PALAMOS, Spain (Reuters) - Could a poolside folly at a private Mediterranean resort in Spain owned by a reclusive German billionaire actually be a 12th century architectural treasure spirited away from its original home?

This is the historical mystery being unraveled by a medieval art expert who has been investigating a cloister that has stood since 1958 on a northeastern Spanish estate owned by wealthy German philanthropist Curt Engelhorn and his family.

Gerona University Medieval Art History Professor Gerardo Boto believes the cloister, now nestled in a pine forest on the estate in Palamos, some 120 km north of Barcelona in the northeastern Spanish region of Catalonia, could be the remains of a romanesque monastery that was originally built several hundred miles away in the central region of Castilla y León.

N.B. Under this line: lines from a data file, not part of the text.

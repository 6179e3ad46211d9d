//! Shared helpers for table tests.

use std::path::{Path, PathBuf};

use crate::record::{HashId, LogRecord, LogUpdate, RefRecord};
use crate::table::{TableWriter, WriterOptions};

pub fn opts() -> WriterOptions {
    WriterOptions {
        hash_id: HashId::Sha1,
        exact_log_message: false,
    }
}

/// A 20-byte SHA-1-width object id filled with `byte`.
pub fn oid(byte: u8) -> Vec<u8> {
    vec![byte; 20]
}

pub fn log_update(time: u64, message: &str) -> LogUpdate {
    LogUpdate {
        old_id: oid(0),
        new_id: oid(1),
        committer: "ada".to_string(),
        email: "ada@example.com".to_string(),
        time,
        tz_offset: 60,
        message: message.to_string(),
    }
}

pub fn log_record(name: &str, update_index: u64, time: u64) -> LogRecord {
    LogRecord {
        name: name.to_string(),
        update_index,
        update: Some(log_update(time, "update\n")),
    }
}

/// Writes a complete table file and returns its path.
pub fn write_table(
    dir: &Path,
    name: &str,
    min: u64,
    max: u64,
    refs: &[RefRecord],
    logs: &[LogRecord],
) -> PathBuf {
    let path = dir.join(name);
    let mut writer = TableWriter::new(&path, opts(), min, max);
    for record in refs {
        writer.add_ref(record).unwrap();
    }
    for record in logs {
        writer.add_log(record).unwrap();
    }
    writer.finish().unwrap().expect("table should not be empty");
    path
}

"If its authenticity is confirmed, that could help us rewrite a few aspects about Spanish romanesque," Boto told Reuters on his first visit to the cloister.

The two remaining sides of the cloister with their intricate, pale golden arches sit next to a pool near a 200 year-old Catalan farmhouse, or "masia".

Boto said the cloister was reminiscent of Santo Domingo de Silos, a Benedictine monastery in Castilla y León's northern province of Burgos. The monastery is one of the best examples of romanesque architecture in Spain and its cloister, a secluded quadrangle flanked by archways on its inner side, is one of the most superbly preserved.

"This is as if we were gazing at the oldest son of Silos," Boto said, gazing at the Palamos cloister on a visit accompanied by the press.

A group of experts from Catalonia's regional government have also visited the site recently and are expected to determine in the coming weeks whether the cloister really is an original 12th century gem that has been dismantled twice and trucked across the country for reassembly first in Madrid and then Palamos.   Continued...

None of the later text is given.